[Saved entries]
================
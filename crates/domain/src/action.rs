//! Start/stop commands sent to a managed server.

use std::fmt;
use std::str::FromStr;

use serde::{Deserialize, Serialize};

use crate::server::{ServerKind, ServerState};

/// Command applied to a server.
#[derive(Debug, Clone, Copy, PartialEq, Eq, Hash, Serialize, Deserialize)]
#[serde(rename_all = "lowercase")]
pub enum ServerAction {
    Start,
    Stop,
}

impl ServerAction {
    #[must_use]
    pub fn as_str(self) -> &'static str {
        match self {
            Self::Start => "start",
            Self::Stop => "stop",
        }
    }

    /// The action a power button offers for a server in the given state.
    #[must_use]
    pub fn toggle_for(state: &ServerState) -> Self {
        if state.is_running() {
            Self::Stop
        } else {
            Self::Start
        }
    }

    /// Request path, e.g. `/api/start/gpu`.
    #[must_use]
    pub fn path(self, server: ServerKind) -> String {
        format!("/api/{}/{}", self.as_str(), server.as_str())
    }
}

impl fmt::Display for ServerAction {
    fn fmt(&self, f: &mut fmt::Formatter<'_>) -> fmt::Result {
        f.write_str(self.as_str())
    }
}

/// Returned when parsing an unknown action name.
#[derive(Debug, Clone, PartialEq, Eq, thiserror::Error)]
#[error("unknown action `{0}` (expected `start` or `stop`)")]
pub struct UnknownAction(pub String);

impl FromStr for ServerAction {
    type Err = UnknownAction;

    fn from_str(s: &str) -> Result<Self, Self::Err> {
        match s {
            "start" => Ok(Self::Start),
            "stop" => Ok(Self::Stop),
            other => Err(UnknownAction(other.to_string())),
        }
    }
}

/// Body of `POST /api/{action}/{server}`.
#[derive(Debug, Clone, Default, PartialEq, Eq, Serialize, Deserialize)]
pub struct ActionResponse {
    pub success: bool,
    /// Command stdout, informational only.
    #[serde(default)]
    pub output: Option<String>,
}
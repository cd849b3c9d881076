//! End-to-end tests: run the `ainiwatch` binary against an in-process axum
//! stand-in for the dashboard backend.
//!
//! The binary blocks the test thread, so every test uses the multi-threaded
//! runtime to keep the stub serving on a worker.

use std::sync::{Arc, Mutex};

use assert_cmd::Command;
use axum::extract::{Path, State};
use axum::http::StatusCode;
use axum::routing::{get, post};
use axum::{Json, Router};
use predicates::prelude::*;
use serde_json::{Value, json};

/// What the stub backend knows: the status output and the requests it served.
#[derive(Default)]
struct Backend {
    output: String,
    reject_actions: bool,
    calls: Vec<String>,
}

type Shared = Arc<Mutex<Backend>>;

async fn status(State(backend): State<Shared>) -> Json<Value> {
    let mut backend = backend.lock().unwrap();
    backend.calls.push("GET status".to_string());
    Json(json!({
        "success": true,
        "output": backend.output,
        "services": {"consul": true, "s3": false}
    }))
}

async fn action(
    State(backend): State<Shared>,
    Path((action, server)): Path<(String, String)>,
) -> Json<Value> {
    let mut backend = backend.lock().unwrap();
    backend.calls.push(format!("POST {action} {server}"));
    if backend.reject_actions {
        return Json(json!({"success": false}));
    }
    if action == "start" {
        backend.output.push_str(&format!("{server}-server  running\n"));
    }
    Json(json!({"success": true, "output": format!("{server} {action}ed")}))
}

async fn settings() -> Json<Value> {
    Json(json!({
        "success": true,
        "settings": {
            "env": {"S3_BUCKET": "backups", "HCLOUD_TOKEN": "hc-secret-42"},
            "services": {"consul": {"connected": true, "url": "http://localhost:8500"}}
        }
    }))
}

fn router(backend: &Shared) -> Router {
    Router::new()
        .route("/api/status", get(status))
        .route("/api/settings", get(settings))
        .route("/api/{action}/{server}", post(action))
        .with_state(Arc::clone(backend))
}

/// Serve `router` on an ephemeral port and return its base URL.
async fn serve(router: Router) -> String {
    let listener = tokio::net::TcpListener::bind("127.0.0.1:0")
        .await
        .expect("ephemeral port should bind");
    let addr = listener.local_addr().unwrap();
    tokio::spawn(async move {
        axum::serve(listener, router).await.unwrap();
    });
    format!("http://{addr}")
}

fn ainiwatch(base_url: &str, args: &[&str]) -> Command {
    let mut cmd = Command::new(env!("CARGO_BIN_EXE_ainiwatch"));
    cmd.env_remove("RUST_LOG")
        .env_remove("AINI_API_URL")
        .env("AINI_LOG", "warn")
        .arg("--url")
        .arg(base_url)
        .args(args);
    cmd
}

// ---------------------------------------------------------------------------
// status
// ---------------------------------------------------------------------------

#[tokio::test(flavor = "multi_thread", worker_threads = 2)]
async fn should_print_derived_status() {
    let backend = Shared::default();
    backend.lock().unwrap().output = "gpu-server  running  10.0.0.7\n".to_string();
    let base = serve(router(&backend)).await;

    ainiwatch(&base, &["status"])
        .assert()
        .success()
        .stdout(predicate::str::contains("APP Server   stopped  Not running"))
        .stdout(predicate::str::contains("GPU Server   running  Connected"))
        .stdout(predicate::str::contains("Consul       Connected"))
        .stdout(predicate::str::contains("S3 Storage   Not Configured"));
}

#[tokio::test(flavor = "multi_thread", worker_threads = 2)]
async fn should_fail_status_with_backend_detail() {
    let router = Router::new().route(
        "/api/status",
        get(|| async {
            (
                StatusCode::INTERNAL_SERVER_ERROR,
                Json(json!({"detail": "aini: command not found"})),
            )
        }),
    );
    let base = serve(router).await;

    ainiwatch(&base, &["status"])
        .assert()
        .failure()
        .stderr(predicate::str::contains("aini: command not found"));
}

#[tokio::test(flavor = "multi_thread", worker_threads = 2)]
async fn should_fail_status_when_backend_unreachable() {
    let listener = tokio::net::TcpListener::bind("127.0.0.1:0").await.unwrap();
    let addr = listener.local_addr().unwrap();
    drop(listener);

    ainiwatch(&format!("http://{addr}"), &["status"])
        .assert()
        .failure()
        .stderr(predicate::str::contains("request failed"));
}

// ---------------------------------------------------------------------------
// start / stop
// ---------------------------------------------------------------------------

#[tokio::test(flavor = "multi_thread", worker_threads = 2)]
async fn should_print_resynchronized_state_after_start() {
    let backend = Shared::default();
    let base = serve(router(&backend)).await;

    ainiwatch(&base, &["start", "app"])
        .assert()
        .success()
        .stdout(predicate::str::contains("APP Server   running  Connected"))
        .stdout(predicate::str::contains("Error").not());

    assert_eq!(
        backend.lock().unwrap().calls,
        ["POST start app", "GET status"]
    );
}

#[tokio::test(flavor = "multi_thread", worker_threads = 2)]
async fn should_keep_state_and_fail_when_action_rejected() {
    let backend = Shared::default();
    backend.lock().unwrap().reject_actions = true;
    let base = serve(router(&backend)).await;

    ainiwatch(&base, &["start", "gpu"])
        .assert()
        .failure()
        .stdout(predicate::str::contains("GPU Server   stopped  Not running"))
        .stdout(predicate::str::contains(
            "Error: failed to start gpu server: /api/start/gpu reported failure",
        ));

    assert_eq!(backend.lock().unwrap().calls, ["POST start gpu"]);
}

#[tokio::test(flavor = "multi_thread", worker_threads = 2)]
async fn should_reject_unknown_server_without_calling_backend() {
    let backend = Shared::default();
    let base = serve(router(&backend)).await;

    ainiwatch(&base, &["stop", "db"]).assert().failure();

    assert!(backend.lock().unwrap().calls.is_empty());
}

// ---------------------------------------------------------------------------
// settings
// ---------------------------------------------------------------------------

#[tokio::test(flavor = "multi_thread", worker_threads = 2)]
async fn should_mask_secret_settings_by_default() {
    let backend = Shared::default();
    let base = serve(router(&backend)).await;

    ainiwatch(&base, &["settings"])
        .assert()
        .success()
        .stdout(predicate::str::contains("backups"))
        .stdout(predicate::str::contains("http://consul:8500"))
        .stdout(predicate::str::contains("hc-secret-42").not());
}

#[tokio::test(flavor = "multi_thread", worker_threads = 2)]
async fn should_reveal_secret_settings_on_request() {
    let backend = Shared::default();
    let base = serve(router(&backend)).await;

    ainiwatch(&base, &["settings", "--reveal"])
        .assert()
        .success()
        .stdout(predicate::str::contains("hc-secret-42"));
}
//! Status client — fetches backend status and derives dashboard state from it.

use std::rc::Rc;

use aini_domain::action::ServerAction;
use aini_domain::error::FetchError;
use aini_domain::server::ServerKind;
use aini_domain::settings::SettingsSnapshot;
use aini_domain::status::{PollResult, StatusSnapshot};
use aini_domain::time;

use crate::ports::StatusApi;
use crate::ports::status_api::{SETTINGS_PATH, STATUS_PATH};
use crate::session::{DashboardSession, DashboardState};

/// Whether a refresh shows the loading indicator.
#[derive(Debug, Clone, Copy, PartialEq, Eq)]
pub enum RefreshMode {
    /// Initial load and user-triggered refreshes.
    Visible,
    /// Background polling; avoids flicker.
    Silent,
}

/// Application service wrapping a [`StatusApi`].
pub struct StatusClient<A> {
    api: Rc<A>,
}

impl<A> Clone for StatusClient<A> {
    fn clone(&self) -> Self {
        Self {
            api: Rc::clone(&self.api),
        }
    }
}

impl<A: StatusApi> StatusClient<A> {
    /// Create a new client backed by the given API adapter.
    pub fn new(api: A) -> Self {
        Self { api: Rc::new(api) }
    }

    /// Fetch the raw status.
    ///
    /// # Errors
    ///
    /// Returns the adapter's transport/decode error, or
    /// [`FetchError::Application`] when the body carries `success: false`.
    pub async fn fetch_status(&self) -> Result<PollResult, FetchError> {
        let result = self.api.fetch_status().await?;
        if !result.success {
            return Err(FetchError::rejected(STATUS_PATH));
        }
        Ok(result)
    }

    /// Fetch the settings snapshot.
    ///
    /// # Errors
    ///
    /// Same contract as [`fetch_status`](Self::fetch_status).
    pub async fn fetch_settings(&self) -> Result<SettingsSnapshot, FetchError> {
        let response = self.api.fetch_settings().await?;
        if !response.success {
            return Err(FetchError::rejected(SETTINGS_PATH));
        }
        Ok(response.settings.unwrap_or_default())
    }

    /// Send a start/stop command.
    ///
    /// # Errors
    ///
    /// Returns the adapter's transport/decode error, or
    /// [`FetchError::Application`] when the backend answers `success: false`.
    pub async fn send_action(
        &self,
        server: ServerKind,
        action: ServerAction,
    ) -> Result<(), FetchError> {
        let response = self.api.post_action(server, action).await?;
        if !response.success {
            return Err(FetchError::rejected(&action.path(server)));
        }
        Ok(())
    }

    /// Fetch the status and replace the session's derived state with it.
    ///
    /// On failure the previous state is kept and the error message is recorded.
    /// Overlapping refreshes are not ordered: whichever resolves last wins.
    ///
    /// # Errors
    ///
    /// Returns the fetch error after recording it in the session, or
    /// [`FetchError::ViewClosed`] when the session is closed before the request
    /// is sent or before its response could be applied.
    #[tracing::instrument(skip(self, session))]
    pub async fn refresh(
        &self,
        session: &DashboardSession,
        mode: RefreshMode,
    ) -> Result<StatusSnapshot, FetchError> {
        if !session.is_open() {
            return Err(FetchError::ViewClosed);
        }
        let visible = mode == RefreshMode::Visible;
        if visible {
            session.update(DashboardState::begin_load);
        }

        let outcome = self
            .fetch_status()
            .await
            .map(|result| StatusSnapshot::derive(&result));

        let applied = session.update(|state| {
            match &outcome {
                Ok(snapshot) => state.apply_status(snapshot.clone(), time::now()),
                Err(err) => state.record_error(err),
            }
            if visible {
                state.end_load();
            }
        });
        if applied.is_none() {
            tracing::debug!("view closed during refresh, response discarded");
            return Err(FetchError::ViewClosed);
        }

        match &outcome {
            Ok(snapshot) => tracing::debug!(
                app = %snapshot.app.status,
                gpu = %snapshot.gpu.status,
                consul = snapshot.consul.available,
                s3 = snapshot.s3.available,
                "status refreshed"
            ),
            Err(err) => tracing::warn!(%err, "status refresh failed"),
        }
        outcome
    }

    /// Fetch the settings snapshot into the session.
    ///
    /// # Errors
    ///
    /// Returns the fetch error after recording it in the session, or
    /// [`FetchError::ViewClosed`] when the session is closed.
    #[tracing::instrument(skip(self, session))]
    pub async fn load_settings(&self, session: &DashboardSession) -> Result<(), FetchError> {
        if !session.is_open() {
            return Err(FetchError::ViewClosed);
        }
        match self.fetch_settings().await {
            Ok(settings) => session
                .update(|state| state.settings = Some(settings))
                .ok_or(FetchError::ViewClosed),
            Err(err) => {
                tracing::warn!(%err, "failed to load settings");
                session.update(|state| state.record_error(&err));
                Err(err)
            }
        }
    }
}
================
Begin at the first line of the entries above and copy every line exactly, ending with the line that contains "to a server.".

filename crates/domain/src/action.rs
//! Start/stop commands sent to a managed server.

use std::fmt;
use std::str::FromStr;

use serde::{Deserialize, Serialize};

use crate::server::{ServerKind, ServerState};

/// Command applied to a server.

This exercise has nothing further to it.